Whether you're on Ubuntu, Arch, or a headless server, the best VPN for Linux depends on your use case. We compare ProtonVPN, Tailscale, WireGuard, and OpenVPN across GUI availability, protocol support, and ease of setup.
Linux users aren't a monolith. Some want a clickable GUI and a one-liner install. Others live in the terminal and want kernel-level performance. And plenty just want their home server to talk to their laptop securely.
We looked at four options that cover the spectrum — from consumer-friendly to power-user bare metal.

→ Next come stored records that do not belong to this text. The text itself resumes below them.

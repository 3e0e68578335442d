use crate::io::frame_dump::DumpFormat;
use clap::{ArgAction, Parser};
use std::path::PathBuf;

/// 演示程序的公共命令行参数
///
/// 未给出的选项依次回退到配置文件和演示自身的默认值。
#[derive(Parser, Debug, Clone, Default, PartialEq)]
#[command(version, about, long_about = None, disable_help_flag = true)]
pub struct Args {
    // ===== 窗口 =====
    /// 窗口（帧缓冲）宽度
    #[arg(short, long)]
    pub width: Option<usize>,

    /// 窗口（帧缓冲）高度
    #[arg(short = 'h', long)]
    pub height: Option<usize>,

    // ===== 动画 =====
    /// 一个动画循环的时长（秒）
    #[arg(short, long)]
    pub cycle_duration: Option<f32>,

    /// 导出帧时的固定帧率
    #[arg(short, long)]
    pub fps: Option<u32>,

    /// 随机种子，省略时每次运行不同
    #[arg(long)]
    pub seed: Option<u64>,

    // ===== 输出 =====
    /// 逐帧导出图像，导出一个循环后退出
    #[arg(short, long, default_value_t = false)]
    pub dump: bool,

    /// 帧图像输出目录
    #[arg(long)]
    pub dump_dir: Option<PathBuf>,

    /// 帧图像格式
    #[arg(long, value_enum)]
    pub dump_format: Option<DumpFormat>,

    /// 不打开窗口，直接离屏渲染
    #[arg(long, default_value_t = false)]
    pub headless: bool,

    /// 渲染的总帧数，覆盖 cycle_duration * fps
    #[arg(long)]
    pub frames: Option<usize>,

    // ===== 文件 =====
    /// TOML 配置文件
    #[arg(long)]
    pub config: Option<PathBuf>,

    /// 资源根目录（包含 shaders/ 与 meshes/）
    #[arg(long)]
    pub assets: Option<PathBuf>,

    /// 显示帮助信息
    #[arg(long, action = ArgAction::Help)]
    pub help: Option<bool>,
}

#[cfg(test)]
mod tests {
    use super::*;

    #[test]
    fn short_flags_match_the_demo_conventions() {
        let args = Args::try_parse_from(["cube", "-w", "640", "-h", "480", "-c", "2.5", "-f", "30", "-d"])
            .unwrap();
        assert_eq!(args.width, Some(640));
        assert_eq!(args.height, Some(480));
        assert_eq!(args.cycle_duration, Some(2.5));
        assert_eq!(args.fps, Some(30));
        assert!(args.dump);
    }

    #[test]
    fn long_options_parse() {
        let args = Args::try_parse_from([
            "spiral",
            "--dump-format",
            "png",
            "--dump-dir",
            "out",
            "--headless",
            "--frames",
            "3",
            "--seed",
            "42",
        ])
        .unwrap();
        assert_eq!(args.dump_format, Some(DumpFormat::Png));
        assert_eq!(args.dump_dir, Some(PathBuf::from("out")));
        assert!(args.headless);
        assert_eq!(args.frames, Some(3));
        assert_eq!(args.seed, Some(42));
        assert_eq!(args.width, None);
    }

    #[test]
    fn invalid_values_are_rejected() {
        assert!(Args::try_parse_from(["cube", "-w", "wide"]).is_err());
        assert!(Args::try_parse_from(["cube", "--dump-format", "gif"]).is_err());
    }
}
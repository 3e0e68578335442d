use raster_demos::demos::twistycube::TwistyCubeDemo;
use raster_demos::io::demo_settings::DemoDefaults;

fn main() {
    raster_demos::app::run("twistycube", DemoDefaults::default(), TwistyCubeDemo::new);
}
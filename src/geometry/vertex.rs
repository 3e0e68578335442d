use crate::vertex_layout;
use nalgebra::{Vector2, Vector3};

/// 表面着色器读取顶点属性的统一接口；缺省属性给出中性值
pub trait SurfaceVertex: crate::core::geometry::Vertex {
    fn position(&self) -> Vector3<f32>;

    fn normal(&self) -> Vector3<f32> {
        Vector3::z()
    }

    fn color(&self) -> Vector3<f32> {
        Vector3::repeat(1.0)
    }

    fn uv(&self) -> Vector2<f32> {
        Vector2::zeros()
    }
}

/// 仅位置（线框、曲线）
#[derive(Debug, Clone, Copy, Default, PartialEq)]
#[repr(C)]
pub struct PositionVertex {
    pub position: Vector3<f32>,
}

/// 位置 + 法线
#[derive(Debug, Clone, Copy, Default, PartialEq)]
#[repr(C)]
pub struct NormalVertex {
    pub position: Vector3<f32>,
    pub normal: Vector3<f32>,
}

/// 位置 + 法线 + 颜色
#[derive(Debug, Clone, Copy, Default, PartialEq)]
#[repr(C)]
pub struct ColoredVertex {
    pub position: Vector3<f32>,
    pub normal: Vector3<f32>,
    pub color: Vector3<f32>,
}

/// 位置 + 法线 + 纹理坐标
#[derive(Debug, Clone, Copy, Default, PartialEq)]
#[repr(C)]
pub struct TexturedVertex {
    pub position: Vector3<f32>,
    pub normal: Vector3<f32>,
    pub uv: Vector2<f32>,
}

/// 全屏四边形顶点（NDC 位置 + 纹理坐标）
#[derive(Debug, Clone, Copy, Default, PartialEq)]
#[repr(C)]
pub struct QuadVertex {
    pub position: Vector2<f32>,
    pub uv: Vector2<f32>,
}

vertex_layout!(PositionVertex { position: 3 });
vertex_layout!(NormalVertex { position: 3, normal: 3 });
vertex_layout!(ColoredVertex { position: 3, normal: 3, color: 3 });
vertex_layout!(TexturedVertex { position: 3, normal: 3, uv: 2 });
vertex_layout!(QuadVertex { position: 2, uv: 2 });

impl PositionVertex {
    pub fn new(position: Vector3<f32>) -> Self {
        Self { position }
    }
}

impl NormalVertex {
    pub fn new(position: Vector3<f32>, normal: Vector3<f32>) -> Self {
        Self { position, normal }
    }
}

impl ColoredVertex {
    pub fn new(position: Vector3<f32>, normal: Vector3<f32>, color: Vector3<f32>) -> Self {
        Self {
            position,
            normal,
            color,
        }
    }
}

impl TexturedVertex {
    pub fn new(position: Vector3<f32>, normal: Vector3<f32>, uv: Vector2<f32>) -> Self {
        Self {
            position,
            normal,
            uv,
        }
    }
}

impl SurfaceVertex for PositionVertex {
    fn position(&self) -> Vector3<f32> {
        self.position
    }
}

impl SurfaceVertex for NormalVertex {
    fn position(&self) -> Vector3<f32> {
        self.position
    }

    fn normal(&self) -> Vector3<f32> {
        self.normal
    }
}

impl SurfaceVertex for ColoredVertex {
    fn position(&self) -> Vector3<f32> {
        self.position
    }

    fn normal(&self) -> Vector3<f32> {
        self.normal
    }

    fn color(&self) -> Vector3<f32> {
        self.color
    }
}

impl SurfaceVertex for TexturedVertex {
    fn position(&self) -> Vector3<f32> {
        self.position
    }

    fn normal(&self) -> Vector3<f32> {
        self.normal
    }

    fn uv(&self) -> Vector2<f32> {
        self.uv
    }
}
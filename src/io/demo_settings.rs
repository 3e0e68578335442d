use crate::error::{DemoError, Result};
use crate::io::args::Args;
use crate::io::config_loader::DemoConfig;
use crate::io::frame_dump::DumpFormat;
use crate::utils::tween::Tween;
use std::path::PathBuf;

/// 导出帧时的默认帧率
pub const DEFAULT_FPS: u32 = 40;

/// 每个演示自带的默认值
#[derive(Debug, Clone, Copy, PartialEq)]
pub struct DemoDefaults {
    pub width: usize,
    pub height: usize,
    pub cycle_duration: f32,
}

impl Default for DemoDefaults {
    fn default() -> Self {
        Self {
            width: 800,
            height: 800,
            cycle_duration: 3.0,
        }
    }
}

impl DemoDefaults {
    pub fn with_size(mut self, width: usize, height: usize) -> Self {
        self.width = width;
        self.height = height;
        self
    }

    pub fn with_cycle_duration(mut self, cycle_duration: f32) -> Self {
        self.cycle_duration = cycle_duration;
        self
    }
}

/// 解析完成的运行设置（命令行 > 配置文件 > 演示默认值）
#[derive(Debug, Clone, PartialEq)]
pub struct DemoSettings {
    pub width: usize,
    pub height: usize,
    pub cycle_duration: f32,
    pub fps: u32,
    pub seed: Option<u64>,
    /// 切片演示的分离与合拢曲线（仅来自配置文件）
    pub explode_tween: Tween,
    pub implode_tween: Tween,
    pub dump: bool,
    pub dump_dir: PathBuf,
    pub dump_format: DumpFormat,
    pub headless: bool,
    pub frames: Option<usize>,
    pub assets: PathBuf,
}

impl Default for DemoSettings {
    fn default() -> Self {
        Self::resolve(&Args::default(), &DemoConfig::default(), &DemoDefaults::default())
    }
}

impl DemoSettings {
    pub fn resolve(args: &Args, config: &DemoConfig, defaults: &DemoDefaults) -> Self {
        Self {
            width: args.width.or(config.width).unwrap_or(defaults.width),
            height: args.height.or(config.height).unwrap_or(defaults.height),
            cycle_duration: args
                .cycle_duration
                .or(config.cycle_duration)
                .unwrap_or(defaults.cycle_duration),
            fps: args.fps.or(config.fps).unwrap_or(DEFAULT_FPS),
            seed: args.seed.or(config.seed),
            explode_tween: config.explode_tween.unwrap_or(Tween::InQuadratic),
            implode_tween: config.implode_tween.unwrap_or(Tween::OutQuadratic),
            dump: args.dump || config.dump.unwrap_or(false),
            dump_dir: args
                .dump_dir
                .clone()
                .or_else(|| config.dump_dir.clone())
                .unwrap_or_else(|| PathBuf::from(".")),
            dump_format: args.dump_format.or(config.dump_format).unwrap_or_default(),
            headless: args.headless || config.headless.unwrap_or(false),
            frames: args.frames.or(config.frames),
            assets: args
                .assets
                .clone()
                .or_else(|| config.assets.clone())
                .unwrap_or_else(|| PathBuf::from("assets")),
        }
    }

    pub fn validate(&self) -> Result<()> {
        if self.width == 0 || self.height == 0 {
            return Err(DemoError::Config("窗口宽度和高度必须大于0".to_string()));
        }
        if !(self.cycle_duration.is_finite() && self.cycle_duration > 0.0) {
            return Err(DemoError::Config(format!(
                "循环时长必须为正数，实际为 {}",
                self.cycle_duration
            )));
        }
        if self.fps == 0 {
            return Err(DemoError::Config("帧率必须大于0".to_string()));
        }
        if self.frames == Some(0) {
            return Err(DemoError::Config("帧数必须大于0".to_string()));
        }
        Ok(())
    }

    /// 固定步长模式下的总帧数
    pub fn total_frames(&self) -> usize {
        self.frames
            .unwrap_or_else(|| (self.cycle_duration * self.fps as f32).round() as usize)
    }

    /// 固定步长（秒）
    pub fn frame_time(&self) -> f32 {
        1.0 / self.fps as f32
    }

    pub fn aspect(&self) -> f32 {
        self.width as f32 / self.height as f32
    }

    /// 是否使用固定步长（导出或离屏渲染）
    pub fn fixed_step(&self) -> bool {
        self.dump || self.headless
    }
}

#[cfg(test)]
mod tests {
    use super::*;

    #[test]
    fn cli_overrides_config_overrides_defaults() {
        let args = Args {
            width: Some(320),
            ..Default::default()
        };
        let config = DemoConfig {
            width: Some(640),
            height: Some(480),
            dump_format: Some(DumpFormat::Png),
            implode_tween: Some(Tween::OutBounce),
            ..Default::default()
        };
        let defaults = DemoDefaults::default().with_size(512, 512).with_cycle_duration(4.0);

        let settings = DemoSettings::resolve(&args, &config, &defaults);
        assert_eq!(settings.width, 320);
        assert_eq!(settings.height, 480);
        assert_eq!(settings.cycle_duration, 4.0);
        assert_eq!(settings.fps, DEFAULT_FPS);
        assert_eq!(settings.dump_format, DumpFormat::Png);
        assert_eq!(settings.assets, PathBuf::from("assets"));
        assert_eq!(settings.explode_tween, Tween::InQuadratic);
        assert_eq!(settings.implode_tween, Tween::OutBounce);
    }

    #[test]
    fn total_frames_covers_one_cycle_unless_overridden() {
        let mut settings = DemoSettings::default();
        assert_eq!(settings.total_frames(), 120);
        settings.frames = Some(5);
        assert_eq!(settings.total_frames(), 5);
    }

    #[test]
    fn validation_rejects_degenerate_values() {
        let valid = DemoSettings::default();
        assert!(valid.validate().is_ok());

        for broken in [
            DemoSettings { width: 0, ..valid.clone() },
            DemoSettings { cycle_duration: -1.0, ..valid.clone() },
            DemoSettings { fps: 0, ..valid.clone() },
            DemoSettings { frames: Some(0), ..valid.clone() },
        ] {
            assert!(matches!(broken.validate(), Err(DemoError::Config(_))));
        }
    }
}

| VPN | GUI? | Protocol | Ease of Setup | Best For |
|---|---|---|---|---|
| ProtonVPN | ✅ Native Linux GUI | OpenVPN + WireGuard | Very easy | Consumer privacy |
| Tailscale | ❌ (CLI + web UI) | WireGuard | Very easy | Mesh / remote access |
| WireGuard | ❌ (manual config) | WireGuard (kernel) | Moderate | Performance / self-hosted |
| OpenVPN | ❌ (manual config) | OpenVPN | Hard | Legacy / distro flexibility |
If you want a VPN that feels like a normal app on Linux, ProtonVPN is your pick. It's one of the few consumer VPNs that ships a dedicated Linux client with a proper GUI.1 That means you don't need to wrestle with config files or terminal commands to get encrypted browsing.

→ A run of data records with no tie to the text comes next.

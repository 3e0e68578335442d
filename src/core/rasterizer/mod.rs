//! # 软件光栅化管线
//!
//! 类 OpenGL 的固定流程：顶点着色 -> 图元装配 -> 近平面裁剪 -> 背面剔除
//! -> 按水平条带并行光栅化 -> 深度测试 -> 片元着色 -> 混合。
//! 每个条带内按提交顺序处理图元，因此混合结果是确定的。

pub mod clipping;
pub mod line;
pub mod triangle;
pub mod varying;

use crate::core::frame_buffer::{RenderTarget, Rgba, TargetPlanes};
use crate::core::geometry::Geometry;
use crate::core::shader::{Fragment, Shader, VertexOutput};
use crate::geometry::transform::{clip_to_ndc, ndc_to_pixel};
use line::ScreenLine;
use log::{trace, warn};
use nalgebra::Vector2;
use rayon::prelude::*;
use triangle::ScreenTriangle;

pub use varying::Varying;

/// 每个并行条带包含的像素行数
pub const BAND_HEIGHT: usize = 16;

/// 图元拓扑
#[derive(Debug, Clone, Copy, PartialEq, Eq)]
pub enum Primitive {
    Triangles,
    TriangleStrip,
    Lines,
    LineStrip,
    LineLoop,
}

/// 面剔除模式
#[derive(Debug, Clone, Copy, PartialEq, Eq, Default)]
pub enum CullMode {
    #[default]
    None,
    /// 剔除正面（逆时针）
    Front,
    /// 剔除背面（顺时针）
    Back,
}

/// 颜色混合模式
#[derive(Debug, Clone, Copy, PartialEq, Eq, Default)]
pub enum BlendMode {
    /// 直接覆盖
    #[default]
    Replace,
    /// SRC_ALPHA, ONE_MINUS_SRC_ALPHA
    Alpha,
    /// ONE, ONE
    Additive,
}

impl BlendMode {
    #[inline]
    pub fn apply(self, src: Rgba, dst: Rgba) -> Rgba {
        let blended = match self {
            BlendMode::Replace => src,
            BlendMode::Alpha => src * src.w + dst * (1.0 - src.w),
            BlendMode::Additive => src + dst,
        };
        blended.map(|c| c.clamp(0.0, 1.0))
    }
}

/// 管线状态
#[derive(Debug, Clone, Copy, PartialEq)]
pub struct PipelineState {
    pub depth_test: bool,
    pub depth_write: bool,
    pub cull: CullMode,
    pub blend: BlendMode,
    /// (factor, units)，语义同 glPolygonOffset
    pub polygon_offset: Option<(f32, f32)>,
    /// 线宽（像素）
    pub line_width: f32,
}

impl Default for PipelineState {
    fn default() -> Self {
        Self {
            depth_test: true,
            depth_write: true,
            cull: CullMode::None,
            blend: BlendMode::Replace,
            polygon_offset: None,
            line_width: 1.0,
        }
    }
}

impl PipelineState {
    pub fn with_depth_test(mut self, enabled: bool) -> Self {
        self.depth_test = enabled;
        self
    }

    pub fn with_depth_write(mut self, enabled: bool) -> Self {
        self.depth_write = enabled;
        self
    }

    pub fn with_cull(mut self, cull: CullMode) -> Self {
        self.cull = cull;
        self
    }

    pub fn with_blend(mut self, blend: BlendMode) -> Self {
        self.blend = blend;
        self
    }

    pub fn with_polygon_offset(mut self, factor: f32, units: f32) -> Self {
        self.polygon_offset = Some((factor, units));
        self
    }

    pub fn with_line_width(mut self, width: f32) -> Self {
        self.line_width = width;
        self
    }
}

/// 屏幕空间顶点：像素坐标、窗口深度、1/w 以及待插值数据
#[derive(Debug, Clone, Copy)]
pub struct ScreenVertex<V> {
    pub x: f32,
    pub y: f32,
    pub z: f32,
    pub inv_w: f32,
    pub varying: V,
}

impl<V: Copy> ScreenVertex<V> {
    fn from_clip(vertex: &VertexOutput<V>, width: usize, height: usize) -> Self {
        let (ndc, inv_w) = clip_to_ndc(&vertex.position);
        let screen = ndc_to_pixel(&ndc, width as f32, height as f32);
        Self {
            x: screen.x,
            y: screen.y,
            z: screen.z,
            inv_w,
            varying: vertex.varying,
        }
    }
}

/// 图元覆盖的像素行范围 [min_y, max_y]
#[derive(Debug, Clone, Copy, PartialEq, Eq)]
pub struct RowSpan {
    pub min_y: usize,
    pub max_y: usize,
}

impl RowSpan {
    #[inline]
    fn overlaps(&self, y0: usize, y1: usize) -> bool {
        self.min_y < y1 && self.max_y >= y0
    }
}

enum RasterPrimitive<V> {
    Triangle(ScreenTriangle<V>),
    Line(ScreenLine<V>),
}

/// 一个条带对应的目标切片
pub struct BandTarget<'a> {
    pub width: usize,
    pub y0: usize,
    pub y1: usize,
    color: Option<&'a mut [Rgba]>,
    depth: &'a mut [f32],
}

impl BandTarget<'_> {
    /// 对单个像素执行深度测试、片元着色和混合
    #[inline]
    pub fn shade<S: Shader>(
        &mut self,
        shader: &S,
        state: &PipelineState,
        x: usize,
        y: usize,
        depth: f32,
        front_facing: bool,
        varying: impl FnOnce() -> S::Varying,
    ) {
        if !(0.0..=1.0).contains(&depth) {
            return;
        }
        let index = (y - self.y0) * self.width + x;
        if state.depth_test && depth >= self.depth[index] {
            return;
        }

        let fragment = Fragment {
            varying: varying(),
            coord: Vector2::new(x as f32 + 0.5, y as f32 + 0.5),
            depth,
            front_facing,
        };
        let Some(color) = shader.fragment(&fragment) else {
            return;
        };

        if state.depth_test && state.depth_write {
            self.depth[index] = depth;
        }
        if let Some(plane) = self.color.as_deref_mut() {
            plane[index] = state.blend.apply(color, plane[index]);
        }
    }
}

/// 渲染器：持有管线状态并执行绘制调用
#[derive(Debug, Clone, Default)]
pub struct Renderer {
    pub state: PipelineState,
}

impl Renderer {
    pub fn new(state: PipelineState) -> Self {
        Self { state }
    }

    /// 按几何体是否带索引自动选择 draw_elements / draw_arrays
    pub fn draw<S: Shader, T: RenderTarget + ?Sized>(
        &self,
        target: &mut T,
        shader: &S,
        geometry: &Geometry<S::Vertex>,
        primitive: Primitive,
    ) {
        self.submit(target, shader, geometry.vertices(), geometry.indices(), primitive, 1);
    }

    pub fn draw_arrays<S: Shader, T: RenderTarget + ?Sized>(
        &self,
        target: &mut T,
        shader: &S,
        geometry: &Geometry<S::Vertex>,
        primitive: Primitive,
    ) {
        self.draw_arrays_instanced(target, shader, geometry, primitive, 1);
    }

    pub fn draw_arrays_instanced<S: Shader, T: RenderTarget + ?Sized>(
        &self,
        target: &mut T,
        shader: &S,
        geometry: &Geometry<S::Vertex>,
        primitive: Primitive,
        instances: usize,
    ) {
        self.submit(target, shader, geometry.vertices(), None, primitive, instances);
    }

    pub fn draw_elements<S: Shader, T: RenderTarget + ?Sized>(
        &self,
        target: &mut T,
        shader: &S,
        geometry: &Geometry<S::Vertex>,
        primitive: Primitive,
    ) {
        self.draw_elements_instanced(target, shader, geometry, primitive, 1);
    }

    pub fn draw_elements_instanced<S: Shader, T: RenderTarget + ?Sized>(
        &self,
        target: &mut T,
        shader: &S,
        geometry: &Geometry<S::Vertex>,
        primitive: Primitive,
        instances: usize,
    ) {
        match geometry.indices() {
            Some(indices) => self.submit(
                target,
                shader,
                geometry.vertices(),
                Some(indices),
                primitive,
                instances,
            ),
            None => warn!("draw_elements 调用的几何体没有索引缓冲，跳过"),
        }
    }

    fn submit<S: Shader, T: RenderTarget + ?Sized>(
        &self,
        target: &mut T,
        shader: &S,
        vertices: &[S::Vertex],
        indices: Option<&[u32]>,
        primitive: Primitive,
        instances: usize,
    ) {
        let TargetPlanes {
            width,
            height,
            color,
            depth,
        } = target.planes();
        if width == 0 || height == 0 || vertices.is_empty() {
            return;
        }

        let mut primitives = Vec::new();
        for instance in 0..instances {
            let shaded: Vec<VertexOutput<S::Varying>> = vertices
                .par_iter()
                .map(|vertex| shader.vertex(vertex, instance))
                .collect();
            self.assemble(&shaded, indices, primitive, width, height, &mut primitives);
        }
        trace!("绘制调用: {:?} x{} -> {} 个图元", primitive, instances, primitives.len());
        if primitives.is_empty() {
            return;
        }

        let state = &self.state;
        let band_len = BAND_HEIGHT * width;
        let rasterize_band = |band_index: usize, color: Option<&mut [Rgba]>, depth: &mut [f32]| {
            let y0 = band_index * BAND_HEIGHT;
            let mut band = BandTarget {
                width,
                y0,
                y1: (y0 + BAND_HEIGHT).min(height),
                color,
                depth,
            };
            for primitive in &primitives {
                match primitive {
                    RasterPrimitive::Triangle(triangle) => {
                        if triangle.rows.overlaps(band.y0, band.y1) {
                            triangle.rasterize(&mut band, shader, state);
                        }
                    }
                    RasterPrimitive::Line(line) => {
                        if line.rows.overlaps(band.y0, band.y1) {
                            line.rasterize(&mut band, shader, state);
                        }
                    }
                }
            }
        };

        match color {
            Some(color) => color
                .par_chunks_mut(band_len)
                .zip(depth.par_chunks_mut(band_len))
                .enumerate()
                .for_each(|(band_index, (color, depth))| {
                    rasterize_band(band_index, Some(color), depth)
                }),
            None => depth
                .par_chunks_mut(band_len)
                .enumerate()
                .for_each(|(band_index, depth)| rasterize_band(band_index, None, depth)),
        }
    }

    /// 图元装配 + 裁剪 + 屏幕映射
    fn assemble<V: Varying>(
        &self,
        shaded: &[VertexOutput<V>],
        indices: Option<&[u32]>,
        primitive: Primitive,
        width: usize,
        height: usize,
        out: &mut Vec<RasterPrimitive<V>>,
    ) {
        let count = indices.map_or(shaded.len(), <[u32]>::len);
        let fetch = |i: usize| -> Option<VertexOutput<V>> {
            let index = match indices {
                Some(indices) => *indices.get(i)? as usize,
                None => i,
            };
            shaded.get(index).copied()
        };

        let mut push_triangle = |a: usize, b: usize, c: usize| {
            let (Some(v0), Some(v1), Some(v2)) = (fetch(a), fetch(b), fetch(c)) else {
                return;
            };
            for clipped in clipping::clip_triangle([v0, v1, v2]) {
                let screen = clipped.map(|v| ScreenVertex::from_clip(&v, width, height));
                if let Some(triangle) = ScreenTriangle::setup(screen, width, height, &self.state) {
                    out.push(RasterPrimitive::Triangle(triangle));
                }
            }
        };

        match primitive {
            Primitive::Triangles => {
                for i in 0..count / 3 {
                    push_triangle(3 * i, 3 * i + 1, 3 * i + 2);
                }
                return;
            }
            Primitive::TriangleStrip => {
                for i in 0..count.saturating_sub(2) {
                    // 保持一致的环绕方向
                    if i % 2 == 0 {
                        push_triangle(i, i + 1, i + 2);
                    } else {
                        push_triangle(i + 1, i, i + 2);
                    }
                }
                return;
            }
            Primitive::Lines | Primitive::LineStrip | Primitive::LineLoop => {}
        }

        let segments: Vec<(usize, usize)> = match primitive {
            Primitive::Lines => (0..count / 2).map(|i| (2 * i, 2 * i + 1)).collect(),
            Primitive::LineStrip => (0..count.saturating_sub(1)).map(|i| (i, i + 1)).collect(),
            _ => {
                let mut segments: Vec<_> =
                    (0..count.saturating_sub(1)).map(|i| (i, i + 1)).collect();
                if count > 2 {
                    segments.push((count - 1, 0));
                }
                segments
            }
        };
        for (a, b) in segments {
            let (Some(v0), Some(v1)) = (fetch(a), fetch(b)) else {
                continue;
            };
            if let Some(clipped) = clipping::clip_line([v0, v1]) {
                let screen = clipped.map(|v| ScreenVertex::from_clip(&v, width, height));
                if let Some(line) = ScreenLine::setup(screen, width, height, self.state.line_width)
                {
                    out.push(RasterPrimitive::Line(line));
                }
            }
        }
    }
}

It supports both WireGuard and OpenVPN protocols, so you can pick speed or compatibility. The free tier is usable (though limited), and the paid plans add port forwarding and faster servers. For most people running Ubuntu, Fedora, or Pop!_OS, this is the simplest way to get a privacy VPN running.
Tailscale isn't a traditional VPN — it's a WireGuard-based mesh network that connects your devices securely, wherever they are.2 Install it on your laptop, your home server, your Raspberry Pi, and they all find each other automatically.
There's no GUI client for Linux (it's CLI + a web dashboard), but the setup is still dead simple: install the package, authenticate, done. It's perfect if you need to SSH into a headless server or access a service on your home network from a coffee shop.
WireGuard is the modern VPN protocol that's now built directly into the Linux kernel.3 If you want raw performance — minimal overhead, low latency, modern cryptography — this is the technical gold standard.
The trade-off: no GUI, no hand-holding. You configure it with wg-quick and a config file. But once it's set up, it's rock-solid. Ideal for self-hosted setups, servers, and anyone who prefers a systemd unit over a settings panel.
OpenVPN is the old reliable. It runs on every Linux distro, every init system, every edge case you can think of. Configuration is manual (expect to write .ovpn files), and performance is lower than WireGuard, but the compatibility is unmatched.
If you're on an obscure distro, an embedded device, or need to connect to an enterprise VPN server that only speaks OpenVPN, this is your fallback.